The nucleotide phylogenetic trees and geographical distribution of MPXV strains reported. A Maximum likelihood tree of MPXV strains based on the 525 full-genome sequence, 419 of which from 2022 were folded; B Locations and numbers of 421 reported full-complete genome sequences for 2022, as well as the reported month of full-complete sequences, were shown with orange, green and blue, respectively; C Histogram of sequence discovery month in 2022 (the total number of sequences in 2022 is 421); D Locations and numbers of full-complete genome sequences for West African clade and Congo Basin clade reported. The clades of full-complete sequence were shown by the colors indigo and violet, respectively; E Histogram of sequence discovery interval and clade (the total number of sequences before 2022 is 104). The country or region abbreviations were listed with full name in Table S26

In order to assess the transmissibility of MPXV, the upper limits on Rt for MPXV were calculated by epidemic periods and viral clades. Compared with West African clade, the Rt of Congo Basin clade was significantly higher in overall study period (0.81 vs. 0.56, p < 0.001) and in 2000–2009 (0.83 vs. 0.48, p = 0.001), while Rt of West African clade increased by years from 0.48 in 2000–2009 to 0.75 in 2010–2017, becoming almost comparable with that of Congo Basin clade during 2010–2017 (0.75 vs. 0.85, p = 0.308). Based on the confirmed cases in the main affected countries, Rt of 2022-monkeypox was estimated to range from 1.14 to 4.24, and the five countries with top ranking Rt were: Peru (Rt = 4.24, 95% CI: 2.89–6.71), Brazil (Rt = 3.45, 95% CI: 1.62–7.00), United States (Rt = 2.44, 95% CI: 1.62–3.60), Germany (Rt = 2.12, 95% CI: 1.13–5.20), and France (Rt = 1.98, 95% CI: 1.07–5.69) (Figure S4).

Predicted environmental suitability for zoonotic transmission of MPXV

The potential ranges of four major animal reservoirs were initially projected using occurrence data of 375 occurrences for Cricetomys gambianus, 715 occurrences for Funisciurus spp., 47 occurrences for Graphiurus crassicaudatus, and 88 occurrences for Graphiurus lorraineu in Africa. The average area under curve (AUC) for testing dataset for all generated models ranged from 0.88 for Graphiurus lorraineu to 0.96 for Graphiurus crassicaudatus. These three animals, Cricetomys gambianus, Graphiurus lorraineus, and Graphiurus crassicaudatus, were included in the model construction, but Funisciurus spp. were excluded when the multicollinearity was considered (Fig. 3, details in Figure S5-S13).

Fig. 3
figure 3

Predicted geographical distribution of the four species of Rodent suspected to reservoir of MPXV: (A) Cricetomys gambianus, (B) Funisciurus spp., (C) Graphiurus crassicaudatus, and (D) Graphiurus lorraineus. On each panel, the locations of reported observations of each species were extracted and curated from the Global Biodiversity Information Facility (GBIF, 2022) as black points. The color legend represented a scale of the relative probability that the species occurs in that location from 0 (white, low) to 1 (green, high)

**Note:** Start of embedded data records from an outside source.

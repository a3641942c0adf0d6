// Type definitions shared across the service

use serde::{Deserialize, Serialize};

#[derive(Debug, Clone, Copy, PartialEq, Eq, Serialize, Deserialize)]
#[serde(rename_all = "lowercase")]
pub enum Role {
    System,
    User,
    Assistant,
}

impl std::fmt::Display for Role {
    fn fmt(&self, f: &mut std::fmt::Formatter<'_>) -> std::fmt::Result {
        match self {
            Role::System => write!(f, "system"),
            Role::User => write!(f, "user"),
            Role::Assistant => write!(f, "assistant"),
        }
    }
}

/// One role-tagged turn, used both for the transcript and the outgoing request.
#[derive(Debug, Clone, PartialEq, Eq, Serialize, Deserialize)]
pub struct Message {
    pub role: Role,
    pub content: String,
}

impl Message {
    pub fn new(role: Role, content: impl Into<String>) -> Self {
        Self {
            role,
            content: content.into(),
        }
    }

    pub fn user(content: impl Into<String>) -> Self {
        Self::new(Role::User, content)
    }

    pub fn assistant(content: impl Into<String>) -> Self {
        Self::new(Role::Assistant, content)
    }

    pub fn system(content: impl Into<String>) -> Self {
        Self::new(Role::System, content)
    }
}

#[derive(Debug, thiserror::Error)]
pub enum AppError {
    #[error("Session not found: {0}")]
    SessionNotFound(uuid::Uuid),

    #[error("Invalid request: {0}")]
    InvalidRequest(String),

    #[error("Completion failed: {0}")]
    Completion(#[from] crate::llm::CompletionError),

    #[error("Internal error: {0}")]
    Internal(String),
}

pub type AppResult<T> = std::result::Result<T, AppError>;
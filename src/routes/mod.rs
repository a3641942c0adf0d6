//! API Routes
//!
//! - `/` - bundled single-page UI
//! - `/api/health` - health check
//! - `/api/sessions` - create, inspect and end sessions
//! - `/api/sessions/{id}/files` - document upload
//! - `/api/sessions/{id}/messages` - clear the transcript
//! - `/api/sessions/{id}/chat` - ask a question

pub mod chat;
pub mod files;
pub mod health;
pub mod sessions;
pub mod ui;

use axum::extract::DefaultBodyLimit;
use axum::http::StatusCode;
use axum::response::{IntoResponse, Response};
use axum::{Json, Router};
use tower_http::trace::TraceLayer;
use tracing::{error, info};

use crate::middleware::apply_cors;
use crate::models::{AppState, ErrorBody, ErrorResponse};
use crate::session::store::SessionHandle;
use crate::session::SessionId;
use crate::types::{AppError, AppResult};

/// Create the main application router
pub fn create_router(state: AppState) -> Router {
    info!("Creating application router");

    let max_upload_bytes = state.config.server.max_upload_bytes;
    let allowed_origins = state.config.server.cors_allowed_origins.clone();

    let router = Router::new()
        .merge(sessions::router())
        .merge(files::router())
        .merge(chat::router())
        .merge(health::router())
        .merge(ui::router())
        .layer(DefaultBodyLimit::max(max_upload_bytes))
        .layer(TraceLayer::new_for_http())
        .with_state(state);

    apply_cors(router, &allowed_origins)
}

/// Look up a session or fail with 404.
pub(crate) async fn session_handle(state: &AppState, id: SessionId) -> AppResult<SessionHandle> {
    state
        .sessions
        .get(&id)
        .await
        .ok_or(AppError::SessionNotFound(id))
}

impl IntoResponse for AppError {
    fn into_response(self) -> Response {
        let (status, kind) = match &self {
            AppError::SessionNotFound(_) => (StatusCode::NOT_FOUND, "session_not_found"),
            AppError::InvalidRequest(_) => (StatusCode::BAD_REQUEST, "invalid_request"),
            AppError::Completion(e) => (StatusCode::BAD_GATEWAY, e.kind()),
            AppError::Internal(_) => (StatusCode::INTERNAL_SERVER_ERROR, "internal"),
        };
        if status.is_server_error() {
            error!(status = status.as_u16(), error = %self, "Request failed");
        }

        let body = ErrorResponse {
            error: ErrorBody {
                kind: kind.to_string(),
                message: self.to_string(),
            },
        };
        (status, Json(body)).into_response()
    }
}
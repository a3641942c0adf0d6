use std::io::Cursor;

use docx_rust::document::BodyContent;
use docx_rust::DocxFile;
use tracing::debug;

use super::{ExtractionError, Extractor};

/// Word documents: one line per top-level body paragraph, in document order.
/// Paragraphs nested in tables are not visited.
pub struct DocxExtractor;

fn docx_error(e: impl std::fmt::Debug) -> ExtractionError {
    ExtractionError::Docx(format!("{:?}", e))
}

impl Extractor for DocxExtractor {
    fn extract(&self, bytes: &[u8]) -> Result<String, ExtractionError> {
        let file = DocxFile::from_reader(Cursor::new(bytes)).map_err(docx_error)?;
        let docx = file.parse().map_err(docx_error)?;

        let mut text = String::new();
        let mut paragraphs = 0usize;
        for content in &docx.document.body.content {
            if let BodyContent::Paragraph(paragraph) = content {
                text.push_str(&paragraph.text());
                text.push('\n');
                paragraphs += 1;
            }
        }

        debug!(paragraphs, "Extracted Word document text");
        Ok(text)
    }
}
use axum::{
    extract::{Multipart, Path, State},
    routing::post,
    Json, Router,
};
use tracing::info;

use crate::chat::{UploadReport, UploadedFile};
use crate::models::AppState;
use crate::routes::session_handle;
use crate::session::SessionId;
use crate::types::{AppError, AppResult};

pub fn router() -> Router<AppState> {
    Router::new().route("/api/sessions/{id}/files", post(upload_files))
}

/// Accepts any number of file parts. Parts without a file name are ignored.
async fn upload_files(
    State(state): State<AppState>,
    Path(id): Path<SessionId>,
    mut multipart: Multipart,
) -> AppResult<Json<UploadReport>> {
    let handle = session_handle(&state, id).await?;

    let mut files = Vec::new();
    while let Some(field) = multipart
        .next_field()
        .await
        .map_err(|e| AppError::InvalidRequest(e.body_text()))?
    {
        let Some(file_name) = field.file_name().map(str::to_string) else {
            continue;
        };
        let content_type = field.content_type().map(str::to_string);
        let bytes = field
            .bytes()
            .await
            .map_err(|e| AppError::InvalidRequest(e.body_text()))?;
        files.push(UploadedFile {
            file_name,
            content_type,
            bytes: bytes.to_vec(),
        });
    }

    info!(session_id = %id, files = files.len(), "File upload received");

    let mut session = handle.lock().await;
    let report = state.chat.ingest(&mut session, files).await;
    Ok(Json(report))
}

#[cfg(test)]
mod tests {
    use std::sync::Arc;

    use axum::http::StatusCode;

    use crate::extract::docx::tests::build_docx;
    use crate::extract::pdf::tests::build_pdf;
    use crate::extract::spreadsheet::tests::{build_xlsx, Cell};
    use crate::extract::{DOCX_MIME, PDF_MIME, XLSX_MIME};
    use crate::llm::provider::testing::ScriptedClient;
    use crate::routes::create_router;
    use crate::routes::tests::{create_session, part, test_state, upload, view};

    #[tokio::test]
    async fn test_multiple_formats_in_one_upload() {
        let app = create_router(test_state(Arc::new(ScriptedClient::default())));
        let id = create_session(&app).await;

        let pdf = build_pdf(&[Some("Page one"), Some("Page two")]);
        let docx = build_docx(&["Intro", "Details"]);
        let xlsx = build_xlsx(&[(
            "Budget",
            vec![
                vec![Cell::Text("line"), Cell::Text("amount")],
                vec![Cell::Text("travel"), Cell::Number(120.0)],
            ],
        )]);
        let (status, report) = upload(
            &app,
            &id,
            &[
                part("paper.pdf", PDF_MIME, &pdf),
                part("letter.docx", DOCX_MIME, &docx),
                part("notes.txt", "text/plain", b"hello world"),
                part("budget.xlsx", XLSX_MIME, &xlsx),
            ],
        )
        .await;

        assert_eq!(status, StatusCode::OK);
        let files = report["files"].as_array().unwrap();
        assert_eq!(files.len(), 4);
        assert!(files.iter().all(|f| f["status"] == "processed"));
        assert_eq!(files[0]["kind"], "pdf");
        assert_eq!(files[1]["kind"], "docx");
        assert_eq!(files[2]["kind"], "text");
        assert_eq!(files[3]["kind"], "spreadsheet");
        let budget = "\nSheet: Budget\n| line | amount |\n| --- | --- |\n| travel | 120 |\n";
        assert_eq!(files[3]["characters"], budget.chars().count());

        let (_, session) = view(&app, &id).await;
        let names: Vec<&str> = session["documents"]
            .as_array()
            .unwrap()
            .iter()
            .map(|d| d["file_name"].as_str().unwrap())
            .collect();
        assert_eq!(names, vec!["paper.pdf", "letter.docx", "notes.txt", "budget.xlsx"]);
    }

    #[tokio::test]
    async fn test_reupload_is_skipped() {
        let app = create_router(test_state(Arc::new(ScriptedClient::default())));
        let id = create_session(&app).await;

        upload(&app, &id, &[part("notes.txt", "text/plain", b"hello world")]).await;
        let (status, report) = upload(&app, &id, &[part("notes.txt", "text/plain", b"changed")]).await;

        assert_eq!(status, StatusCode::OK);
        assert_eq!(report["files"][0]["status"], "skipped");

        let (_, session) = view(&app, &id).await;
        assert_eq!(session["documents"].as_array().unwrap().len(), 1);
        assert_eq!(session["documents"][0]["characters"], 11);
    }

    #[tokio::test]
    async fn test_broken_file_reports_failure() {
        let app = create_router(test_state(Arc::new(ScriptedClient::default())));
        let id = create_session(&app).await;

        let (status, report) = upload(&app, &id, &[part("broken.pdf", PDF_MIME, b"%PDF-garbage")]).await;

        assert_eq!(status, StatusCode::OK);
        assert_eq!(report["files"][0]["status"], "failed");
        assert!(report["files"][0]["error"].as_str().unwrap().contains("PDF"));
        assert_eq!(report["notice"], "Processed 0 of 1 files; 1 could not be read.");

        let (_, session) = view(&app, &id).await;
        assert!(session["documents"].as_array().unwrap().is_empty());
    }
}
// HTTP middleware

pub mod cors;

pub use cors::*;
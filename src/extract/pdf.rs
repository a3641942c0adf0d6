use lopdf::Document;
use tracing::{debug, warn};

use super::{ExtractionError, Extractor};

/// Extracts page text with lopdf, one page per line block in page order.
///
/// Pages without extractable text (scans, blank pages) contribute nothing;
/// only a document that cannot be loaded at all is an error.
pub struct PdfExtractor;

impl Extractor for PdfExtractor {
    fn extract(&self, bytes: &[u8]) -> Result<String, ExtractionError> {
        let doc = Document::load_mem(bytes).map_err(|e| ExtractionError::Pdf(e.to_string()))?;

        let pages = doc.get_pages();
        debug!(page_count = pages.len(), "Extracting PDF text");

        let mut page_texts = Vec::with_capacity(pages.len());
        for page_number in pages.keys() {
            match doc.extract_text(&[*page_number]) {
                Ok(page_text) => page_texts.push(page_text),
                Err(e) => {
                    warn!(page = page_number, error = %e, "Skipping PDF page without extractable text");
                }
            }
        }

        Ok(join_pages(page_texts))
    }
}

/// Each page's text is kept as extracted and followed by a newline; pages
/// with nothing but whitespace are dropped.
fn join_pages(page_texts: impl IntoIterator<Item = String>) -> String {
    let mut text = String::new();
    for page_text in page_texts {
        if page_text.trim().is_empty() {
            continue;
        }
        text.push_str(&page_text);
        text.push('\n');
    }
    text
}
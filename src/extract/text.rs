use super::{ExtractionError, Extractor};

/// Plain text files are decoded as UTF-8 and passed through untouched.
pub struct TextExtractor;

impl Extractor for TextExtractor {
    fn extract(&self, bytes: &[u8]) -> Result<String, ExtractionError> {
        String::from_utf8(bytes.to_vec()).map_err(|e| ExtractionError::InvalidUtf8(e.to_string()))
    }
}

#[cfg(test)]
mod tests {
    use super::*;

    #[test]
    fn test_decodes_verbatim() {
        let text = TextExtractor.extract("line one\n  línea dos\n".as_bytes()).unwrap();
        assert_eq!(text, "line one\n  línea dos\n");
    }

    #[test]
    fn test_empty_file() {
        assert_eq!(TextExtractor.extract(b"").unwrap(), "");
    }

    #[test]
    fn test_invalid_utf8_is_an_error() {
        let err = TextExtractor.extract(&[0x66, 0x6f, 0xff, 0xfe]).unwrap_err();
        assert!(matches!(err, ExtractionError::InvalidUtf8(_)));
    }
}
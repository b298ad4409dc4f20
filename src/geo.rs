//! Geographic helpers shared by the SQL scalar functions and the in-process
//! match predicate. Both sides must agree to the last bit, so there is
//! exactly one distance implementation.

use serde::{Deserialize, Serialize};

/// Mean Earth radius in kilometres
pub const EARTH_RADIUS_KM: f64 = 6371.0;

/// A latitude/longitude pair in decimal degrees
#[derive(Debug, Clone, Copy, PartialEq, Serialize, Deserialize)]
pub struct LatLng {
    pub lat: f64,
    pub lng: f64,
}

impl LatLng {
    pub fn new(lat: f64, lng: f64) -> Self {
        Self { lat, lng }
    }

    /// Great-circle distance to another point, in kilometres
    pub fn distance_km(&self, other: &LatLng) -> f64 {
        great_circle_km(self.lat, self.lng, other.lat, other.lng)
    }
}

/// Haversine great-circle distance in kilometres
pub fn great_circle_km(lat1: f64, lng1: f64, lat2: f64, lng2: f64) -> f64 {
    let dlat = (lat2 - lat1).to_radians();
    let dlng = (lng2 - lng1).to_radians();
    let a = (dlat / 2.0).sin().powi(2)
        + lat1.to_radians().cos() * lat2.to_radians().cos() * (dlng / 2.0).sin().powi(2);
    let c = 2.0 * a.sqrt().atan2((1.0 - a).sqrt());
    EARTH_RADIUS_KM * c
}

/// Cheap rectangular pre-filter: is `point` within `lat_margin`/`lng_margin`
/// degrees of `center`. Mirrors the `BETWEEN` clause of the SQL predicate.
pub fn within_box(point: &LatLng, center: &LatLng, lat_margin: f64, lng_margin: f64) -> bool {
    point.lat >= center.lat - lat_margin
        && point.lat <= center.lat + lat_margin
        && point.lng >= center.lng - lng_margin
        && point.lng <= center.lng + lng_margin
}

/// Offset a point by a distance east and north (kilometres). Flat-earth
/// approximation, only meant for building nearby synthetic points.
pub fn offset_km(origin: &LatLng, east_km: f64, north_km: f64) -> LatLng {
    let km_per_deg = EARTH_RADIUS_KM * std::f64::consts::PI / 180.0;
    let lat = origin.lat + north_km / km_per_deg;
    let lng = origin.lng + east_km / (km_per_deg * origin.lat.to_radians().cos());
    LatLng { lat, lng }
}
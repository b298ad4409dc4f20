//! Loading of already-scored flights.
//!
//! IGC parsing and scoring happen upstream; this reads their output, a JSON
//! array of flight records, and stores each flight unclustered.

use serde::{Deserialize, Serialize};
use sha2::{Digest, Sha256};
use std::fs;
use std::path::Path;

use crate::db::{Database, FlightGeometry, NewFlight};
use crate::error::{Error, Result};
use crate::geo::LatLng;

/// One scored flight as produced by the scoring pipeline
#[derive(Debug, Clone, Deserialize)]
pub struct FlightRecord {
    /// Identity of the track; derived from the geometry when absent
    #[serde(default)]
    pub hash: Option<String>,
    pub launch: LatLng,
    /// Triangle turn points
    #[serde(alias = "turnpoints")]
    pub tp: [LatLng; 3],
    pub score: f64,
    /// Triangle distance in km
    pub distance: f64,
    #[serde(default = "default_category")]
    pub category: String,
    #[serde(default = "default_wing")]
    pub wing: String,
}

fn default_category() -> String {
    "X".to_string()
}

fn default_wing() -> String {
    "Glider".to_string()
}

/// Import result summary
#[derive(Debug, Default, Serialize)]
#[serde(rename_all = "camelCase")]
pub struct ImportResult {
    pub imported: usize,
    pub duplicates: usize,
}

/// Stable identity for a record without a hash: SHA-256 of its launch and
/// turn points, so re-importing the same file does not duplicate flights
fn geometry_hash(geometry: &FlightGeometry) -> String {
    let mut hasher = Sha256::new();
    for p in std::iter::once(&geometry.launch).chain(geometry.turnpoints.iter()) {
        hasher.update(p.lat.to_le_bytes());
        hasher.update(p.lng.to_le_bytes());
    }
    hex::encode(&hasher.finalize()[..16])
}

fn valid_point(p: &LatLng) -> bool {
    p.lat.is_finite() && p.lng.is_finite() && (-90.0..=90.0).contains(&p.lat) && (-180.0..=180.0).contains(&p.lng)
}

impl FlightRecord {
    pub fn into_new_flight(self) -> Result<NewFlight> {
        let geometry = FlightGeometry { launch: self.launch, turnpoints: self.tp };
        let hash = self.hash.unwrap_or_else(|| geometry_hash(&geometry));

        let points_ok = std::iter::once(&geometry.launch)
            .chain(geometry.turnpoints.iter())
            .all(valid_point);
        if !points_ok {
            return Err(Error::InvalidFlight { hash, reason: "coordinate out of range".to_string() });
        }
        if !(self.distance.is_finite() && self.distance >= 0.0) {
            return Err(Error::InvalidFlight { hash, reason: format!("bad distance {}", self.distance) });
        }

        Ok(NewFlight {
            hash,
            geometry,
            score: self.score,
            distance: self.distance,
            category: self.category,
            wing: self.wing,
        })
    }
}

/// Insert records, skipping flights already stored. A malformed record
/// aborts the import before anything is written.
pub fn import_flights(db: &Database, records: Vec<FlightRecord>) -> Result<ImportResult> {
    let flights = records
        .into_iter()
        .map(FlightRecord::into_new_flight)
        .collect::<Result<Vec<_>>>()?;

    let mut result = ImportResult::default();
    for flight in &flights {
        match db.insert_flight(flight)? {
            Some(_) => result.imported += 1,
            None => {
                log!("[Import] {} already present", flight.hash);
                result.duplicates += 1;
            }
        }
    }
    log!("[Import] {} flights imported, {} duplicates skipped", result.imported, result.duplicates);
    Ok(result)
}

pub fn import_flights_json(db: &Database, json_content: &str) -> Result<ImportResult> {
    let records: Vec<FlightRecord> = serde_json::from_str(json_content)?;
    import_flights(db, records)
}

pub fn import_flights_file<P: AsRef<Path>>(db: &Database, path: P) -> Result<ImportResult> {
    let content = fs::read_to_string(path.as_ref())?;
    log!("[Import] Reading {}", path.as_ref().display());
    import_flights_json(db, &content)
}
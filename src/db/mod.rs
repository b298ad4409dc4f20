mod schema;
mod models;

pub use schema::Database;
pub use models::{ClusterId, ClusterKind, ClusterSummary, Flight, FlightGeometry, NewFlight};
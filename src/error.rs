//! Crate-wide error type

use thiserror::Error;

#[derive(Debug, Error)]
pub enum Error {
    /// Store failure; aborts the whole run
    #[error("database error: {0}")]
    Db(#[from] rusqlite::Error),
    /// Unknown cluster kind name
    #[error("{0}")]
    InvalidKind(String),
    #[error("invalid cluster id '{0}'")]
    InvalidClusterId(String),
    #[error("invalid flight {hash}: {reason}")]
    InvalidFlight { hash: String, reason: String },
    #[error("io error: {0}")]
    Io(#[from] std::io::Error),
    #[error("json error: {0}")]
    Json(#[from] serde_json::Error),
}

pub type Result<T> = std::result::Result<T, Error>;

After removing human-to-human transmission and polygons of zoonotic transmission occurrence with an area larger than 1° × 1° (about 110 km × 110 km at the equator), a total of 547 occurrences were retained for geospatial modelling to mimic zoonotic transmission of MPXV (detailed in Table S19). Seven variables, including three animal-related variables (predicted distributions of Graphiurus lorraineus and Graphiurus crassicaudatus, and richness of Rodentia) and four ecoclimatic indicators (annual precipitation, min temperature of coldest month, isothermality, and annual mean temperature) after the bootstrapping procedure. The model yielded an average AUC of 0.95 with 95% CI ranging from 0.94 to 0.97 (Table S20) for the 100 sub-models, demonstrating a good capacity in predicting regions with environmental suitability for MPXV occurrence. Based on the model, annual precipitation and minimal temperature of the coldest month per year were determined as the significant predictors, with a relative contribution (RC) ≥ 20.00% in the ensembled models, followed by isothermality with an RC of 9.27% (95% CI: 7.88–10.67). Other four variables (Graphiurus lorraineus, richness of Rodentia, annual mean temperature, Graphiurus crassicaudatus) had an RC ranging from 6.51% to 8.02% (details in Table S20). The partial dependence plots illustrated the associations between these explanatory variables and MPXV zoonotic niche (Figure S14).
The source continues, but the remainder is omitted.